** Opening Records to use block **

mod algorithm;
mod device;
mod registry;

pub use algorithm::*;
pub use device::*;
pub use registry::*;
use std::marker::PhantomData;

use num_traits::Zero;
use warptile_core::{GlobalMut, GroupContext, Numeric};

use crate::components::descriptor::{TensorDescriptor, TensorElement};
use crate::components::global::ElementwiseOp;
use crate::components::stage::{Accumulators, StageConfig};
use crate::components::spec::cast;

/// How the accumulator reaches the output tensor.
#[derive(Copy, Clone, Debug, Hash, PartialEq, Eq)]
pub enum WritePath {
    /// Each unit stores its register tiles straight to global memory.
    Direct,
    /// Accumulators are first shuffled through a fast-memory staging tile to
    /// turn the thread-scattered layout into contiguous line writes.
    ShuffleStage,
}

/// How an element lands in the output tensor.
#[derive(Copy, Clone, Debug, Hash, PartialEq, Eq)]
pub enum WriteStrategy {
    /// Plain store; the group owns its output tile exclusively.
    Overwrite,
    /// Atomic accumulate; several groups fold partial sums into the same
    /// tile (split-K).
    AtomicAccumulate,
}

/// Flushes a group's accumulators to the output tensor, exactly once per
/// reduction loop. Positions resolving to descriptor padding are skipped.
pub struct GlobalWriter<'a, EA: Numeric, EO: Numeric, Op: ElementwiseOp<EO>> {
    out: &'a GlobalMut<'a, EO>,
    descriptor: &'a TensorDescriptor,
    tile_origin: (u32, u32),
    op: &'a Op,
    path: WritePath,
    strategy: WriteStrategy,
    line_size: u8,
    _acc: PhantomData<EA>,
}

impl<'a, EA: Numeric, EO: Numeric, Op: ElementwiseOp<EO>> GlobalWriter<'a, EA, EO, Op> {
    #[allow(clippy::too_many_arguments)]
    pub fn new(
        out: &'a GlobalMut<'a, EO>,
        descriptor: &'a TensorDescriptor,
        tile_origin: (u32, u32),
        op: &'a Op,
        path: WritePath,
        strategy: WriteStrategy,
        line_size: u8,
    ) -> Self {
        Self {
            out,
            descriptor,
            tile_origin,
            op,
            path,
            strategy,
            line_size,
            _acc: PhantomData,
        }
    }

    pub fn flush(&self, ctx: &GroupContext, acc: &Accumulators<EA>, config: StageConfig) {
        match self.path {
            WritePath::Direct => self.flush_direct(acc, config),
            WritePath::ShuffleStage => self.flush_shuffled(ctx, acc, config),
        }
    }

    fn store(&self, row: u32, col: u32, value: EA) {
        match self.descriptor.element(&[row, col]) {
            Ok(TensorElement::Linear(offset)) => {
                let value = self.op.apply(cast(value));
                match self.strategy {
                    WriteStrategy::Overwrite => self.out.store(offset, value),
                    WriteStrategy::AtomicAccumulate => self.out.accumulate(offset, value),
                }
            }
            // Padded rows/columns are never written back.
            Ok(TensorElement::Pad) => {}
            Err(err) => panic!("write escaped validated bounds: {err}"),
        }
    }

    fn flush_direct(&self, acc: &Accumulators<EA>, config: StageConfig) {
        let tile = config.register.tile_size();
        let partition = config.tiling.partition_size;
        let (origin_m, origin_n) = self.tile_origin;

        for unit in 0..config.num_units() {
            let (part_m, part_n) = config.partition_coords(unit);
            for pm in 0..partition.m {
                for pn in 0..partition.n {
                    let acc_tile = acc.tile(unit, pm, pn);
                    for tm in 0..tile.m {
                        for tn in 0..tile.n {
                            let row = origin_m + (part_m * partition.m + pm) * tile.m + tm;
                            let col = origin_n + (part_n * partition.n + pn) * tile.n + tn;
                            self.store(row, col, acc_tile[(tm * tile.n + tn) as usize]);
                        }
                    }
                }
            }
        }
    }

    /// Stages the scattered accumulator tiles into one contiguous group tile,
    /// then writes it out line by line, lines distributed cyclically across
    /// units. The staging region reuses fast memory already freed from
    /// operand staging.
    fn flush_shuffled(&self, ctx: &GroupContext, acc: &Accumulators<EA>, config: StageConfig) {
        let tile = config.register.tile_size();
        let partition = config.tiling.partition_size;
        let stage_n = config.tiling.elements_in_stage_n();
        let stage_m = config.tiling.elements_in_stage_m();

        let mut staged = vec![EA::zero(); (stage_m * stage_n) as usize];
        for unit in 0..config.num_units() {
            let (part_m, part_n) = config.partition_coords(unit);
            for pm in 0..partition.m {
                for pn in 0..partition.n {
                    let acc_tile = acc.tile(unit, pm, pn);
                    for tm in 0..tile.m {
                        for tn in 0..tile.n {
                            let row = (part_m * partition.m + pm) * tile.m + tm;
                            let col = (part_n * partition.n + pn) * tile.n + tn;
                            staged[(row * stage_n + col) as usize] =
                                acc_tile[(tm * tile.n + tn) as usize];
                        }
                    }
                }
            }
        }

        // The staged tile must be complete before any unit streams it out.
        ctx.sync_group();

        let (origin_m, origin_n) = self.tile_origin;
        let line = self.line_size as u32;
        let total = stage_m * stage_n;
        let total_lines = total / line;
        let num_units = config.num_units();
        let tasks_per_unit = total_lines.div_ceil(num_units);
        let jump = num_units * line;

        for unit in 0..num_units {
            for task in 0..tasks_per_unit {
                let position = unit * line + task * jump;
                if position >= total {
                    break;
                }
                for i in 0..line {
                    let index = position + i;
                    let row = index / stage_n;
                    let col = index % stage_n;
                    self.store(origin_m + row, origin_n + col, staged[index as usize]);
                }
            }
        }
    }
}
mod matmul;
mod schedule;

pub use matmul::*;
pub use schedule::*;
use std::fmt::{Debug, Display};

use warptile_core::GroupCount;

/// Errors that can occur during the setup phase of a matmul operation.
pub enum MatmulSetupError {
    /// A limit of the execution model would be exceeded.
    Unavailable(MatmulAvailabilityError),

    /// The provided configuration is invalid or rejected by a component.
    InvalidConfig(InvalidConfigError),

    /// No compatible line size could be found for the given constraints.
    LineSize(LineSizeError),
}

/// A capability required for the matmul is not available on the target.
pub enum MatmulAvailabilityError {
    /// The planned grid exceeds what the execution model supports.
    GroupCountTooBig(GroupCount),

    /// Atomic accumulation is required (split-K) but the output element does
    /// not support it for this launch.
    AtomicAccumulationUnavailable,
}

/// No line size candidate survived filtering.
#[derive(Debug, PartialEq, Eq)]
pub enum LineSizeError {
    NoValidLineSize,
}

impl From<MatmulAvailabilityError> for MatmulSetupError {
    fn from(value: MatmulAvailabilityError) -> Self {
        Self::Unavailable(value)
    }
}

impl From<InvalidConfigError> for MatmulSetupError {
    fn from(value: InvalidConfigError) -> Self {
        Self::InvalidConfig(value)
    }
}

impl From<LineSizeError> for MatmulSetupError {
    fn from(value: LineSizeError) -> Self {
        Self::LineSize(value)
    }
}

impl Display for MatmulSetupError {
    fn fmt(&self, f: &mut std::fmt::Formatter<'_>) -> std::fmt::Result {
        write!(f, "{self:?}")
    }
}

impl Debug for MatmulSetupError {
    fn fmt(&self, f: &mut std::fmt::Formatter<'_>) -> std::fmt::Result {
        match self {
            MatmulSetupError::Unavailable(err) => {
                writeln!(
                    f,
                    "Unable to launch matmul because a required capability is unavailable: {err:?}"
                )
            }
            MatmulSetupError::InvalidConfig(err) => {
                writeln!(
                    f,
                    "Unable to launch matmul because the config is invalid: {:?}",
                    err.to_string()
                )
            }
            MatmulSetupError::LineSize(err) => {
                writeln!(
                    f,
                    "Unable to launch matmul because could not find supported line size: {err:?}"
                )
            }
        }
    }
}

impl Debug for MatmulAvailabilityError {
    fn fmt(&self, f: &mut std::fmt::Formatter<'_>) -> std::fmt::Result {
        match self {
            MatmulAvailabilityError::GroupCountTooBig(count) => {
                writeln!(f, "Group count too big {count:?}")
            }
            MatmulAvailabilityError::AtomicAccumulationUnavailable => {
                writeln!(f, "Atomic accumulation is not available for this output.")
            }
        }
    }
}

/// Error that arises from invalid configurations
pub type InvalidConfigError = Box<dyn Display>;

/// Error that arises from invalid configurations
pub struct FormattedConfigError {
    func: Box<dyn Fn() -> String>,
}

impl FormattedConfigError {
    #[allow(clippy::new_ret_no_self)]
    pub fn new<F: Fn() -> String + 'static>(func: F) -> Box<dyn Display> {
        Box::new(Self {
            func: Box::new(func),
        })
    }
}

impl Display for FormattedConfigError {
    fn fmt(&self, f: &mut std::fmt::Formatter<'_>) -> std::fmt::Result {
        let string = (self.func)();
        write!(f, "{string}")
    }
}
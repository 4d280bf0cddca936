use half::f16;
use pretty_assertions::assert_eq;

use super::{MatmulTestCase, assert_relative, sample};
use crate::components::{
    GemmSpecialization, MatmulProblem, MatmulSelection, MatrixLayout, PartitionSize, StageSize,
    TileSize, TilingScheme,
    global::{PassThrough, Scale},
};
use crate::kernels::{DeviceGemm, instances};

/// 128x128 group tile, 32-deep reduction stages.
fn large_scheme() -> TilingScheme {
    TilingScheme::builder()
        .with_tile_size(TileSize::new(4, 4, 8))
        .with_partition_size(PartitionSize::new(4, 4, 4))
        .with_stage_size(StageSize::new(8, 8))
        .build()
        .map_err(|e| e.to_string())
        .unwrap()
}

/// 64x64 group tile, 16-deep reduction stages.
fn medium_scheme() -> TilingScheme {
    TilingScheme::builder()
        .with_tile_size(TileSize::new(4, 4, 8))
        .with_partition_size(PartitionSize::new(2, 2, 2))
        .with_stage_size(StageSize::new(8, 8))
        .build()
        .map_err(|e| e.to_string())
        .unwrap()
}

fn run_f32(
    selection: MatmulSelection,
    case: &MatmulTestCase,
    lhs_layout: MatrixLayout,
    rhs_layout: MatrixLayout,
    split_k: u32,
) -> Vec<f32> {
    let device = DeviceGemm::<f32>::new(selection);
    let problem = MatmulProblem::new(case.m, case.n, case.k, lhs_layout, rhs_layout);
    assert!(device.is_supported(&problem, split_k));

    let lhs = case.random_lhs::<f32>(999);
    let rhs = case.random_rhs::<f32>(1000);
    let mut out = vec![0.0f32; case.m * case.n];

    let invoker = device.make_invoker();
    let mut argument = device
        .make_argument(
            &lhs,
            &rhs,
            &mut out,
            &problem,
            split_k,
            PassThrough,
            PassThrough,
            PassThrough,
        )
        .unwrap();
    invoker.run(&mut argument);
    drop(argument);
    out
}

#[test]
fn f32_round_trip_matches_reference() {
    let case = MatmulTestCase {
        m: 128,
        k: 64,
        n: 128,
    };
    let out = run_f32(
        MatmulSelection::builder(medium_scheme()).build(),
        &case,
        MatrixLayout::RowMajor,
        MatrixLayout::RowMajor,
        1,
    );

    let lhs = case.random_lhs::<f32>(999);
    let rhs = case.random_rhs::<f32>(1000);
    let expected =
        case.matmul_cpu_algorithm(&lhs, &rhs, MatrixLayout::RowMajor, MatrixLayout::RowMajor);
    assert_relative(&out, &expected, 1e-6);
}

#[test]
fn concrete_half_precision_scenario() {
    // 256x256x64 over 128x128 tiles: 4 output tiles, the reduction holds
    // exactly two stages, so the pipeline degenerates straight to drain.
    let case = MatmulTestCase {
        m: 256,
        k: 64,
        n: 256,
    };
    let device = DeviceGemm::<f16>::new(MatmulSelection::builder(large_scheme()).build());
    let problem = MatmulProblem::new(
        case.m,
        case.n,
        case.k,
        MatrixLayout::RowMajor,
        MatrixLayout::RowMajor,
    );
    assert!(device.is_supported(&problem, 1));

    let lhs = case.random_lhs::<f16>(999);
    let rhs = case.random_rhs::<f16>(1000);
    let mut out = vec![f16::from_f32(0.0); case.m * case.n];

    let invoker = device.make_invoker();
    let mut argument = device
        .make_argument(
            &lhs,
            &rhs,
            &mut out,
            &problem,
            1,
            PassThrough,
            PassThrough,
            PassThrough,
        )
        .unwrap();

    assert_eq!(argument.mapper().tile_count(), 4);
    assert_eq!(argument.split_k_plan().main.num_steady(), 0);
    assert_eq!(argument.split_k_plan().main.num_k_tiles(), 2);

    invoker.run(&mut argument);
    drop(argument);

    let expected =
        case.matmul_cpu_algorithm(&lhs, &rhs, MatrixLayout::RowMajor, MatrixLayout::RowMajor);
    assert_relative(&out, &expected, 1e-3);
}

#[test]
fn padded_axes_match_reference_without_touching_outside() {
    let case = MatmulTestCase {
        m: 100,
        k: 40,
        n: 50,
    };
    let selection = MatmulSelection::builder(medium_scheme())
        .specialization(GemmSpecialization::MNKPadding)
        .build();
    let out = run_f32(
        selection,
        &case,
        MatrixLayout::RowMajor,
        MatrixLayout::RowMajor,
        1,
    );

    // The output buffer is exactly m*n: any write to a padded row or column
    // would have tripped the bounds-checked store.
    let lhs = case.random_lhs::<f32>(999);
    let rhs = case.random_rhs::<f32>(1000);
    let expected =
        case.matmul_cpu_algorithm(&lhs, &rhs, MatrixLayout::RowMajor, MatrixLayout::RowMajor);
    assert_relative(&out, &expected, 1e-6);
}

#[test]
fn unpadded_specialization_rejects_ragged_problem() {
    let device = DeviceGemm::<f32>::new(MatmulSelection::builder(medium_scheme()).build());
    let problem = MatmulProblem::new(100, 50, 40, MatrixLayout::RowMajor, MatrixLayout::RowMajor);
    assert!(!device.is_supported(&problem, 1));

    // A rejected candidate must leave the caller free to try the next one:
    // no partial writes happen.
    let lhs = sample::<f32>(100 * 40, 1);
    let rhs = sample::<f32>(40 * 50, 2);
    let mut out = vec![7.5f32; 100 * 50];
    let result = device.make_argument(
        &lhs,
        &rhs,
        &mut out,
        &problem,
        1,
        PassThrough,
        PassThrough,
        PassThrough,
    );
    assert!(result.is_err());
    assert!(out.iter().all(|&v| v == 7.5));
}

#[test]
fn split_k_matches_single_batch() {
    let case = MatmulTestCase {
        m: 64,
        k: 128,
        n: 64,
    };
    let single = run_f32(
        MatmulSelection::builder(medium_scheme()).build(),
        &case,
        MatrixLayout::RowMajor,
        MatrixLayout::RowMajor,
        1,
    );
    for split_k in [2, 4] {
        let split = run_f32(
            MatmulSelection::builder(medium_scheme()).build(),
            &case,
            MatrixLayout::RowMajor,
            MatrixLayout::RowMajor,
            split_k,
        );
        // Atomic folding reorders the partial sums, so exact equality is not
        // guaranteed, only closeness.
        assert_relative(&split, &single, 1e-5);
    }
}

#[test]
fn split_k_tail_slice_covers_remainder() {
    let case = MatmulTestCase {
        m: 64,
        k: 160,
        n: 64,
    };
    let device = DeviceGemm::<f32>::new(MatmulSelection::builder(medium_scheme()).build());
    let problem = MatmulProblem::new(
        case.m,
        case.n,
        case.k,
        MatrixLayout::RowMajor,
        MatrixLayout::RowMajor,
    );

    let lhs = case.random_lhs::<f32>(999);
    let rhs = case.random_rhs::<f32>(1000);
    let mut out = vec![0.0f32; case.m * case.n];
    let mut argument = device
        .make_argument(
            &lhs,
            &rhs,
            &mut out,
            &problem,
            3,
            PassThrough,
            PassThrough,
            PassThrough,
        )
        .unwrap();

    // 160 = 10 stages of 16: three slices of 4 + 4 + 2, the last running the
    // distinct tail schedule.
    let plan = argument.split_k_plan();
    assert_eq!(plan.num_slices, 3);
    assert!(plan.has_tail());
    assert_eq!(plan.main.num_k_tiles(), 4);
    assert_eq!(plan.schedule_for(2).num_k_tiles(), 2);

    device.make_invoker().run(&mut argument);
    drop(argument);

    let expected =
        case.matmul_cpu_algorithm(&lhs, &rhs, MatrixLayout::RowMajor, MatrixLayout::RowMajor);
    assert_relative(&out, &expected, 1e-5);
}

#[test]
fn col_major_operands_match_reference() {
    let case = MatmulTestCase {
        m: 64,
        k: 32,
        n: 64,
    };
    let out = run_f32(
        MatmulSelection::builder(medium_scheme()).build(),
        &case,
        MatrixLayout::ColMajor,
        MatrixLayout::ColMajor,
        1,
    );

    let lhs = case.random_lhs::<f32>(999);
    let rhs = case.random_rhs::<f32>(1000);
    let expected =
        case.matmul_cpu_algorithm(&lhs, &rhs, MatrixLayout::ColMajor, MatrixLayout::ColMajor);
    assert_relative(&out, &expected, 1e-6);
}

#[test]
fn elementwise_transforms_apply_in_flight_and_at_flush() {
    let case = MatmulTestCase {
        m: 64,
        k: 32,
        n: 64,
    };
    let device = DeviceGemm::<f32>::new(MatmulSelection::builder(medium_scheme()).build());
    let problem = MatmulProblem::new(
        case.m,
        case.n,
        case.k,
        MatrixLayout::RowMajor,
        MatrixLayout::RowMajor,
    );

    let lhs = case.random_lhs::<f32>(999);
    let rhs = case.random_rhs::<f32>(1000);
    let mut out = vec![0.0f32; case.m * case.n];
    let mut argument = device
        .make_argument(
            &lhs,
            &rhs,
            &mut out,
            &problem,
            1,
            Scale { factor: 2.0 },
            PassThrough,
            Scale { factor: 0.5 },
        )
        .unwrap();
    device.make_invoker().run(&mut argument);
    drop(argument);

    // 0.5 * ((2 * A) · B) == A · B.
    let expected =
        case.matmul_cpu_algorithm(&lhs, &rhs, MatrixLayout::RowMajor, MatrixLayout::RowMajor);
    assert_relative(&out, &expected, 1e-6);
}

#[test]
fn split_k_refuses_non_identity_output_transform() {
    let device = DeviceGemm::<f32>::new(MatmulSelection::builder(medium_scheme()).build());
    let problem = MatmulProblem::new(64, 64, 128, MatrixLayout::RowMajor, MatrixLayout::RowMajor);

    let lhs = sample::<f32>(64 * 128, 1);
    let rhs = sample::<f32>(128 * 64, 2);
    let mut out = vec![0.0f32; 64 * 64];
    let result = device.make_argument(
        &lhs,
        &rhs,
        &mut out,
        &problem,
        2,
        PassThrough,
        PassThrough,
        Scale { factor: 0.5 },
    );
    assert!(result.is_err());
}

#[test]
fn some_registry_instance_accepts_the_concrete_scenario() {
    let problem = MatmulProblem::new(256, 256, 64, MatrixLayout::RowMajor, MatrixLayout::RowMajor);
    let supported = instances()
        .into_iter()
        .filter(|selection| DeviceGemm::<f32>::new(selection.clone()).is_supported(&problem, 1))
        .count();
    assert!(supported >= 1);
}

** Closing Records to use block **

### What is needed
The answer should consist of every line above in which "sample" appears.

### Task response
use super::{MatmulTestCase, assert_relative, sample};
    let lhs = sample::<f32>(100 * 40, 1);
    let rhs = sample::<f32>(40 * 50, 2);
    let lhs = sample::<f32>(64 * 128, 1);
    let rhs = sample::<f32>(128 * 64, 2);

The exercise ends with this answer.